What would be better here?[5] As mentioned at the top of the post, the logical alternative is to avoid using the analytics model and to instead use the same sources that the analytics model already uses. This may require some refactoring to ensure that the duplication of logic is minimized. It may require some political or cross-team effort to get buy-in from the owners of the upstream systems. It may not be simple, or easy. But it is almost always the right thing to do.

Don’t take shortcuts to save days or weeks today that will cause you or your successors months or years to undo and repair. Don’t build a house of cards, because with each new card you add, the house is more and more likely to fall.

Update: The post above focused mainly on technical aspects of the anti-pattern, and suggests alternative recommended patterns to follow instead. It does not focus on the reasons why so many projects are pushed into the anti-pattern in the first place.
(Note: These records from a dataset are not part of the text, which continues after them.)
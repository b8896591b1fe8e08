// Copyright (c) 2022 THE STEEMVOTE AUTHORS

use crate::{ChainError, ChainResult, ChainService};
use async_trait::async_trait;
use parking_lot::Mutex;
use std::collections::{HashMap, VecDeque};
use std::sync::Arc;
use std::time::Duration;
use steemvote_models::{CandidateComment, ContentId, DiscoveredVia};
use steemvote_time::SteemTime;

#[derive(Debug, Default)]
struct TestChainState {
    voting_power: HashMap<String, f64>,
    content: Vec<CandidateComment>,
    account_votes: HashMap<String, Vec<(SteemTime, CandidateComment)>>,
    read_failures: VecDeque<ChainError>,
    submit_failures: HashMap<ContentId, VecDeque<ChainError>>,
    latency: Option<Duration>,
    submitted: Vec<(ContentId, u16)>,
    content_queries: usize,
}

/// Scripted in-memory chain.
///
/// Clones share the same state, so a test keeps a handle on the chain it
/// gave to the code under test and inspects the votes it received.
#[derive(Debug, Clone, Default)]
pub struct TestChain {
    state: Arc<Mutex<TestChainState>>,
}

impl TestChain {
    /// Empty chain: no accounts, no content.
    pub fn new() -> Self {
        Self::default()
    }

    /// Sets the voting power returned for an account.
    pub fn set_voting_power(&self, account: &str, power: f64) {
        self.state
            .lock()
            .voting_power
            .insert(account.to_string(), power);
    }

    /// Makes a content visible to `list_recent_content`.
    pub fn publish(&self, candidate: CandidateComment) {
        self.state.lock().content.push(candidate);
    }

    /// Makes a vote of `account` on a content, cast at `voted_at`, visible to `list_account_votes`.
    pub fn add_account_vote(&self, account: &str, candidate: CandidateComment, voted_at: SteemTime) {
        self.state
            .lock()
            .account_votes
            .entry(account.to_string())
            .or_default()
            .push((voted_at, candidate));
    }

    /// The next `count` read calls fail with `error`.
    pub fn fail_next_reads(&self, count: usize, error: ChainError) {
        let mut state = self.state.lock();
        state
            .read_failures
            .extend(std::iter::repeat(error).take(count));
    }

    /// The next `count` votes on `content_id` fail with `error`.
    pub fn fail_next_submissions(&self, content_id: &ContentId, count: usize, error: ChainError) {
        self.state
            .lock()
            .submit_failures
            .entry(content_id.clone())
            .or_default()
            .extend(std::iter::repeat(error).take(count));
    }

    /// Every call sleeps for `latency` before answering.
    pub fn set_latency(&self, latency: Duration) {
        self.state.lock().latency = Some(latency);
    }

    /// Successful submissions, in order.
    pub fn submitted_votes(&self) -> Vec<(ContentId, u16)> {
        self.state.lock().submitted.clone()
    }

    /// Number of `list_recent_content` calls received.
    pub fn content_queries(&self) -> usize {
        self.state.lock().content_queries
    }

    async fn simulate_latency(&self) {
        let latency = self.state.lock().latency;
        if let Some(latency) = latency {
            tokio::time::sleep(latency).await;
        }
    }

    fn next_read_failure(&self) -> ChainResult<()> {
        match self.state.lock().read_failures.pop_front() {
            Some(err) => Err(err),
            None => Ok(()),
        }
    }
}

fn created_since(content: &[CandidateComment], since: SteemTime) -> Vec<CandidateComment> {
    let mut found: Vec<CandidateComment> = content
        .iter()
        .filter(|candidate| candidate.created_at >= since)
        .cloned()
        .collect();
    found.sort_by(|a, b| (a.created_at, &a.id).cmp(&(b.created_at, &b.id)));
    found
}

#[async_trait]
impl ChainService for TestChain {
    async fn get_account_voting_power(&self, account: &str) -> ChainResult<f64> {
        self.simulate_latency().await;
        self.next_read_failure()?;
        self.state
            .lock()
            .voting_power
            .get(account)
            .copied()
            .ok_or_else(|| ChainError::RejectedError(format!("unknown account {}", account)))
    }

    async fn list_recent_content(&self, since: SteemTime) -> ChainResult<Vec<CandidateComment>> {
        self.simulate_latency().await;
        self.state.lock().content_queries += 1;
        self.next_read_failure()?;
        Ok(created_since(&self.state.lock().content, since))
    }

    async fn list_account_votes(
        &self,
        account: &str,
        since: SteemTime,
    ) -> ChainResult<Vec<CandidateComment>> {
        self.simulate_latency().await;
        self.next_read_failure()?;
        let state = self.state.lock();
        let voted: Vec<CandidateComment> = state
            .account_votes
            .get(account)
            .map(|votes| {
                votes
                    .iter()
                    .filter(|(voted_at, _)| *voted_at >= since)
                    .map(|(_, candidate)| {
                        candidate
                            .clone()
                            .with_source(DiscoveredVia::Delegate(account.to_string()))
                    })
                    .collect()
            })
            .unwrap_or_default();
        Ok(voted)
    }

    async fn submit_vote(&self, content_id: &ContentId, weight: u16) -> ChainResult<()> {
        self.simulate_latency().await;
        let mut state = self.state.lock();
        if let Some(err) = state
            .submit_failures
            .get_mut(content_id)
            .and_then(VecDeque::pop_front)
        {
            return Err(err);
        }
        state.submitted.push((content_id.clone(), weight));
        Ok(())
    }
}
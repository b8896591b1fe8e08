use std::future::Future;
use steemvote_chain_exports::{ChainError, ChainResult};
use steemvote_time::SteemTime;

/// Runs a chain call, turning an elapsed `rpc_timeout` into `ChainError::Timeout`.
pub(crate) async fn call_chain<T, F>(rpc_timeout: SteemTime, call: F) -> ChainResult<T>
where
    F: Future<Output = ChainResult<T>>,
{
    match tokio::time::timeout(rpc_timeout.to_duration(), call).await {
        Ok(result) => result,
        Err(_elapsed) => Err(ChainError::Timeout),
    }
}
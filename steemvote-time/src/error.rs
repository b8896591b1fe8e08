// Copyright (c) 2022 THE STEEMVOTE AUTHORS

use displaydoc::Display;
use thiserror::Error;

/// time error
#[non_exhaustive]
#[derive(Display, Error, Debug, Clone, PartialEq, Eq)]
pub enum TimeError {
    /// Error converting
    ConversionError,
    /// Time overflow error
    TimeOverflowError,
    /// Invalid chain timestamp: {0}
    ParseError(String),
}
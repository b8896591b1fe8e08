// Copyright (c) 2022 THE STEEMVOTE AUTHORS
//! Steem curation bot: watches new content, votes for what the policy
//! selects, never votes twice on the same content.
#![warn(unused_crate_dependencies)]

mod settings;

use crate::settings::Settings;
use anyhow::Context;
use clap::Parser;
use std::future::Future;
use std::path::PathBuf;
use std::pin::Pin;
use std::sync::Arc;
use steemvote_chain_exports::ChainService;
use steemvote_db_worker::VoteStore;
use steemvote_engine_exports::{intake_channel, MonitorManager, VotingEngineController};
use steemvote_engine_worker::{start_monitor, VotingEngine};
use steemvote_logging::steemvote_trace;
use steemvote_models::Policy;
use steemvote_sdk::SteemClient;
use steemvote_time::SteemTime;
use tokio::time::MissedTickBehavior;
use tracing::{debug, info, warn};
use tracing_subscriber::EnvFilter;

#[derive(Parser, Debug)]
#[command(name = "steemvote")]
#[command(about = "Unattended curation bot for the Steem blockchain")]
struct Args {
    /// Configuration file overriding base_config/config.toml
    #[arg(short, long)]
    config: Option<PathBuf>,

    /// Log level (trace, debug, info, warn, error), overrides the configuration
    #[arg(long)]
    log_level: Option<String>,
}

type ShutdownSignal = Pin<Box<dyn Future<Output = std::io::Result<()>> + Send>>;

fn setup_logging(level: &str) {
    // RUST_LOG wins over the configured level
    let filter = EnvFilter::try_from_default_env().unwrap_or_else(|_| EnvFilter::new(level));
    tracing_subscriber::fmt().with_env_filter(filter).init();
}

/// One synchronization cycle. Errors are logged, never propagated.
async fn run_cycle(engine: &mut VotingEngine) {
    if let Err(err) = engine.update().await {
        warn!("update failed: {}", err);
    }
    match engine.vote_for_comments().await {
        Ok(report) if !report.is_empty() => {
            steemvote_trace!("node.vote_batch", {
                "voted": report.voted.len(),
                "failed": report.failed.len(),
                "skipped": report.skipped.len()
            });
        }
        Ok(_) => {}
        Err(err) => warn!("vote batch failed: {}", err),
    }
    if let Ok(snapshot) = engine.snapshot() {
        debug!(
            "state {}, voting power {:?}, {} pending evaluation, {} pending votes, {} recorded",
            snapshot.state,
            snapshot.voting_power,
            snapshot.pending_evaluation,
            snapshot.pending_votes,
            snapshot.recorded_votes
        );
    }
}

/// Connects the engine, retrying every `retry_interval`.
/// Returns false if the interrupt signal came first.
async fn connect(
    engine: &mut VotingEngine,
    retry_interval: SteemTime,
    shutdown: &mut ShutdownSignal,
) -> bool {
    loop {
        tokio::select! {
            _ = &mut *shutdown => return false,
            connected = engine.connect() => match connected {
                Ok(()) => return true,
                Err(err) => warn!(
                    "could not connect, retrying in {} ms: {}",
                    retry_interval.to_millis(),
                    err
                ),
            },
        }
        tokio::select! {
            _ = &mut *shutdown => return false,
            _ = tokio::time::sleep(retry_interval.to_duration()) => {}
        }
    }
}

async fn run(settings: Settings, policy: Policy) -> anyhow::Result<()> {
    // the store is opened first: an incompatible database stops everything
    let store = Arc::new(
        VoteStore::open(settings.store.clone()).context("could not open the vote store")?,
    );
    let chain: Arc<dyn ChainService> = Arc::new(
        SteemClient::new(&settings.chain, settings.monitor.content_batch_size)
            .context("could not build the chain client")?,
    );
    let policy = Arc::new(policy);
    let (intake_tx, intake_rx) = intake_channel(settings.engine.intake_capacity);
    let mut engine = VotingEngine::new(
        settings.engine_config(),
        policy.clone(),
        chain.clone(),
        store,
        intake_rx,
    );

    let mut shutdown: ShutdownSignal = Box::pin(tokio::signal::ctrl_c());
    if !connect(&mut engine, settings.engine.update_interval, &mut shutdown).await {
        info!("interrupt signal received");
        engine.close()?;
        return Ok(());
    }

    let start_from = SteemTime::now()?.saturating_sub(settings.policy.max_post_age);
    let mut monitor = start_monitor(
        settings.monitor_config(start_from),
        policy,
        chain,
        intake_tx,
    );

    let mut ticker = tokio::time::interval(settings.engine.update_interval.to_duration());
    ticker.set_missed_tick_behavior(MissedTickBehavior::Delay);
    loop {
        tokio::select! {
            _ = &mut shutdown => {
                info!("interrupt signal received");
                break;
            }
            _ = ticker.tick() => run_cycle(&mut engine).await,
        }
    }

    monitor.stop().await;
    engine.close()?;
    info!("steemvote stopped");
    Ok(())
}

#[tokio::main]
async fn main() -> anyhow::Result<()> {
    let args = Args::parse();
    let settings = Settings::load(args.config.as_deref())?;
    setup_logging(args.log_level.as_deref().unwrap_or(&settings.logging.level));

    let policy = settings.validate()?;
    info!(
        "steemvote starting as {}: {} authors, {} delegates",
        settings.chain.voter,
        policy.authors().len(),
        policy.delegates().len()
    );
    run(settings, policy).await
}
Those reasons are almost always based on human – not technical – factors.

You should read this post next: http://workingwithdevs.com/its-always-a-people-problem/. It presents a delightful and succinct approach to deal with the root causes, and will put the post you just read in a different context.


[1] Something a lot like this. I copied this from a response I sent a few days ago.

[2] Many thanks to Chris Webb for some of the information I’ve paraphrased here. If you want to hear more from Chris on this subject, check out this session recording from PASS Summit 2017. The whole session is excellent; the information most relevant to this subject begins around the 26 minute mark in the recording. Chris also gets credit for pointing me to Shabnam Watson’s blog.

[3] I learned about code smells last year when I attended a session by Felienne Hermans at Craft Conference in Budapest. You can watch the session here. And you really should, because it’s really good.

[4] My eyes are itching just looking at it. It took an effort of will to create this diagram, much less share it.

[5] Yes, just about anything would be better.